Multiple Choice Question Review

Stat 151A: Linear Models

Multiple choice questions

Below, you will find the multiple choice questions from the quizzes, but not the candidate responses.

I encourage you to try to think of correct (and incorrect) answers for yourself as a way of preparing for the final exam!

Questions

Quiz 0

If a square, symmetric matrix \(\boldsymbol{A}\) is invertible, then…
Let \(\boldsymbol{X}\) denote a full-rank \(N \times P\) matrix with \(N > P\). Then…
Suppose that \(\boldsymbol{u}\) and \(\boldsymbol{v}\) are orthogonal \(N\)-vectors with \(N \ge 2\). Then…
Let \(\boldsymbol{X}\) denote an \(N \times P\) matrix, with \(P < N\), \(\boldsymbol{\beta}\) a nonzero \(P\)-vector, and \(\boldsymbol{Y}\) an \(N\)-vector. Which of these matrix expressions is not well-defined?
Suppose that \(x_n\) are IID Gaussian with mean \(\mathbb{E}\left[x_n\right] = 2\) and \(\mathrm{Var}\left(x_n\right) = 9\).

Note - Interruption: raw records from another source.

use axum::{
    http::{header, HeaderName, HeaderValue, Method, StatusCode, Uri},
    Router,
};
use tower::ServiceBuilder;
use tower_http::{
    compression::CompressionLayer,
    cors::{self, CorsLayer},
    set_header::SetResponseHeaderLayer,
    trace::TraceLayer,
};
use utoipa::OpenApi;
use utoipa_scalar::{Scalar, Servable};
use utoipa_swagger_ui::SwaggerUi;

use crate::ManagerState;

mod admin;
mod crack;
mod health;
mod metrics;
mod status;

#[derive(OpenApi)]
#[openapi(
    info(
        title = "Hashcrack Manager API",
        version = "1.0",
        description = "Submits MD5 preimage searches, reports their progress and results",
    ),
    components(
        schemas(
            crate::error::HostError,
            crack::CrackRequestBody,
            crack::CrackResponse,
            status::StatusResponse,
            health::HealthResponse,
            metrics::ManagerMetrics,
            hashcrack_store::RequestStatus,
            hashcrack_store::RequestCounts,
            hashcrack_store::TaskCounts,
        )
    ),
    tags(
        (name = "Cracking", description = "Routes that accept and track crack requests"),
        (name = "Health", description = "Routes that report the server health status"),
        (name = "Metrics", description = "Routes that give detailed insight into the system"),
        (name = "Admin", description = "Routes that control the manager lifecycle")
    )
)]
/// The root API struct which is generated from the `OpenApi` derive macro.
pub struct Docs;

#[must_use]
pub fn create_docs() -> utoipa::openapi::OpenApi {
    [
        admin::create_docs(),
        crack::create_docs(),
        health::create_docs(),
        metrics::create_docs(),
        status::create_docs(),
    ]
    .into_iter()
    .fold(Docs::openapi(), |mut doc, sub_doc| {
        doc.merge(sub_doc);
        doc
    })
}

pub fn create_router() -> Router<ManagerState> {
    let cors = CorsLayer::new()
        .allow_methods([Method::GET, Method::POST, Method::OPTIONS])
        .allow_headers([
            header::ORIGIN,
            header::ACCEPT,
            header::CONTENT_TYPE,
            HeaderName::from_static("x-requested-with"),
        ])
        .allow_origin(cors::Any);
    let compression = CompressionLayer::new();

    // `if_not_present` so the prometheus exposition keeps its text format.
    let middleware = ServiceBuilder::new().layer(cors).layer(compression).layer(
        SetResponseHeaderLayer::if_not_present(
            header::CONTENT_TYPE,
            HeaderValue::from_static("application/json"),
        ),
    );

    let trace = TraceLayer::new_for_http();

    let docs = create_docs();

    Router::new()
        .nest(
            "/api/hash",
            crack::create_router().merge(status::create_router()),
        )
        .nest("/health", health::create_router())
        .nest("/metrics", metrics::create_router())
        .nest("/shutdown", admin::create_router())
        .layer(middleware)
        .layer(trace)
        .merge(SwaggerUi::new("/swagger-ui").url("/api-docs/openapi.json", docs.clone()))
        .merge(Scalar::with_url("/scalar", docs))
        .fallback(|uri: Uri| async move {
            (StatusCode::NOT_FOUND, format!("No handler found for {uri}"))
        })
}
use std::sync::Arc;

use hashcrack_lib::{
    message::{ResultMessage, TaskMessage},
    retry::{run_with_retries, RetryPolicy},
};
use lapin::{
    options::{
        BasicConsumeOptions, BasicPublishOptions, BasicQosOptions, ConfirmSelectOptions,
        QueueDeclareOptions,
    },
    publisher_confirm::Confirmation,
    types::FieldTable,
    BasicProperties, Channel, Connection, ConnectionProperties, Consumer,
};
use serde::Serialize;
use tokio::sync::RwLock;
use tracing::{info, warn};

use crate::{BrokerError, BrokerResult, Publisher, RESULT_QUEUE, TASK_QUEUE};

/// Persistent delivery, survives a broker restart together with the
/// durable queues.
const DELIVERY_MODE_PERSISTENT: u8 = 2;

#[derive(Debug, Clone)]
pub struct BrokerOpts {
    pub host: String,
    pub port: u16,
    pub user: String,
    pub pass: String,
    pub retry: RetryPolicy,
}

impl BrokerOpts {
    fn amqp_uri(&self) -> String {
        format!(
            "amqp://{}:{}@{}:{}/%2f",
            self.user, self.pass, self.host, self.port
        )
    }
}

struct Inner {
    connection: Connection,
    publish_channel: Channel,
}

/// RabbitMQ connection manager.
///
/// Publishes run on a dedicated channel in confirm mode; each consumer gets
/// its own channel so prefetch windows do not interfere. A lost connection
/// is re-dialed on the next publish or consumer build, with the policy's
/// capped retries per dial.
#[derive(Clone)]
pub struct Broker {
    opts: BrokerOpts,
    inner: Arc<RwLock<Inner>>,
}

impl Broker {
    pub async fn connect(opts: &BrokerOpts) -> BrokerResult<Self> {
        let inner = Self::open(opts).await?;
        Ok(Self {
            opts: opts.clone(),
            inner: Arc::new(RwLock::new(inner)),
        })
    }

    async fn open(opts: &BrokerOpts) -> BrokerResult<Inner> {
        let uri = opts.amqp_uri();
        let connection = run_with_retries(&opts.retry, || async {
            Connection::connect(&uri, ConnectionProperties::default()).await
        })
        .await?;

        let publish_channel = connection.create_channel().await?;
        publish_channel
            .confirm_select(ConfirmSelectOptions::default())
            .await?;
        declare_queues(&publish_channel).await?;

        info!(host = %opts.host, port = opts.port, "connected to RabbitMQ");
        Ok(Inner {
            connection,
            publish_channel,
        })
    }

    /// Re-dial if the connection is gone. Concurrent callers coalesce on
    /// the write lock and only the first one reconnects.
    async fn ensure_connection(&self) -> BrokerResult<()> {
        {
            let inner = self.inner.read().await;
            if inner.connection.status().connected() {
                return Ok(());
            }
        }
        let mut inner = self.inner.write().await;
        if inner.connection.status().connected() {
            return Ok(());
        }
        warn!("RabbitMQ connection lost, reconnecting");
        *inner = Self::open(&self.opts).await?;
        Ok(())
    }

    pub async fn is_connected(&self) -> bool {
        self.inner.read().await.connection.status().connected()
    }

    /// Open a dedicated channel and start consuming `queue` with the given
    /// prefetch window. Acknowledgement is manual, through the deliveries.
    pub async fn consumer(
        &self,
        queue: &str,
        prefetch: u16,
        consumer_tag: &str,
    ) -> BrokerResult<Consumer> {
        self.ensure_connection().await?;
        let inner = self.inner.read().await;
        let channel = inner.connection.create_channel().await?;
        channel
            .basic_qos(prefetch, BasicQosOptions::default())
            .await?;
        declare_queues(&channel).await?;
        let consumer = channel
            .basic_consume(
                queue,
                consumer_tag,
                BasicConsumeOptions::default(),
                FieldTable::default(),
            )
            .await?;
        Ok(consumer)
    }

    pub async fn close(&self) -> BrokerResult<()> {
        let inner = self.inner.read().await;
        inner.connection.close(200, "shutting down").await?;
        Ok(())
    }

    async fn publish_json<T: Serialize>(&self, queue: &str, message: &T) -> BrokerResult<()> {
        let payload = serde_json::to_vec(message)?;
        self.ensure_connection().await?;
        let inner = self.inner.read().await;
        let confirmation = inner
            .publish_channel
            .basic_publish(
                "",
                queue,
                BasicPublishOptions::default(),
                &payload,
                BasicProperties::default()
                    .with_content_type("application/json".into())
                    .with_delivery_mode(DELIVERY_MODE_PERSISTENT),
            )
            .await?
            .await?;

        match confirmation {
            Confirmation::Nack(_) => Err(BrokerError::Unconfirmed),
            _ => Ok(()),
        }
    }
}

#[async_trait::async_trait]
impl Publisher for Broker {
    async fn publish_task(&self, message: &TaskMessage) -> BrokerResult<()> {
        self.publish_json(TASK_QUEUE, message).await
    }

    async fn publish_result(&self, message: &ResultMessage) -> BrokerResult<()> {
        self.publish_json(RESULT_QUEUE, message).await
    }
}

async fn declare_queues(channel: &Channel) -> BrokerResult<()> {
    let options = QueueDeclareOptions {
        durable: true,
        ..Default::default()
    };
    channel
        .queue_declare(TASK_QUEUE, options, FieldTable::default())
        .await?;
    channel
        .queue_declare(RESULT_QUEUE, options, FieldTable::default())
        .await?;
    Ok(())
}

Which of the following expressions diverges (goes to positive or negative infinity) as \(N \rightarrow \infty\)?

Quiz 1

Suppose that \(\boldsymbol{x}_n = \boldsymbol{A}\boldsymbol{z}_n\) for all \(n\), where \(\boldsymbol{A}\) is invertible but not symmetric. For the regressions \(y\sim \boldsymbol{\beta}^\intercal\boldsymbol{x}\) and \(y\sim \boldsymbol{\gamma}^\intercal\boldsymbol{z}\), it is necessarily true that…
Which of the following is never a well justified reason to choose \(\hat{\boldsymbol{\beta}}\) by minimizing the mean of squared errors \(\frac{1}{N} \sum_{n=1}^N(y_n 3. \boldsymbol{x}_n^\intercal\boldsymbol{\beta})^2\)?
Let \(\underset{\boldsymbol{X}}{\boldsymbol{P}} = \boldsymbol{X}(\boldsymbol{X}^\intercal\boldsymbol{X})^{-1} \boldsymbol{X}^\intercal\) denote the projection matrix onto the columns of \(\boldsymbol{X}\), where \(\boldsymbol{X}\) is full rank. Which of the following expressions is false?
Suppose that \(x_{n1}\) and \(x_{n2}\) are mean zero and very highly (but not perfectly) positively correlated, and we regress \(y_n \sim \beta_1 x_{n1} + \beta_2 x_{n2}\). Then…
Let \(\boldsymbol{S}_1, \ldots, \boldsymbol{S}_K\) denote a partition of the space of regressors, so that for each \(n\), \(\boldsymbol{x}_n \in \boldsymbol{S}_k\) for exactly one \(k\). Let \(z_{nk} = \mathbb{I}\left(\boldsymbol{x}_n \in S_k\right)\), and consider regressing \(y\sim \beta_1 z_{n1}+ \ldots + \beta_K z_{nK}\), without a constant. Assume that each \(\boldsymbol{S}_k\) has at least one observation in it. Then, conditionally on the regressors…

Quiz 2

For the multiple choice questions, recall our four classes of assumptions:

1. The normal assumption: \(y_n \vert \boldsymbol{x}_n \sim \mathcal{N}\left({\boldsymbol{\beta}^{*}}^\intercal\boldsymbol{x}_n, \sigma^2\right)\).
1. The homoskedastic assumption: \(\varepsilon_n = y_n - {\boldsymbol{\beta}^{*}}^\intercal\boldsymbol{x}_n\), with \(\mathbb{E}\left[\varepsilon_n \vert \boldsymbol{x}_n\right] = 0\), and \(\mathrm{Var}\left(\boldsymbol{\varepsilon}_n | \boldsymbol{x}_n\right) = \sigma^2\).
1. The heteroskedastic assumption: Like (B), but \(\mathrm{Var}\left(\boldsymbol{\varepsilon}_n | \boldsymbol{x}_n\right) = \sigma_n^2\), where \(\sigma_n\) is some function of \(\boldsymbol{x}_n\) that is different for different \(\boldsymbol{x}_n\).
1. The machine learning assumption: \((\boldsymbol{x}_n, y_n)\) are IID.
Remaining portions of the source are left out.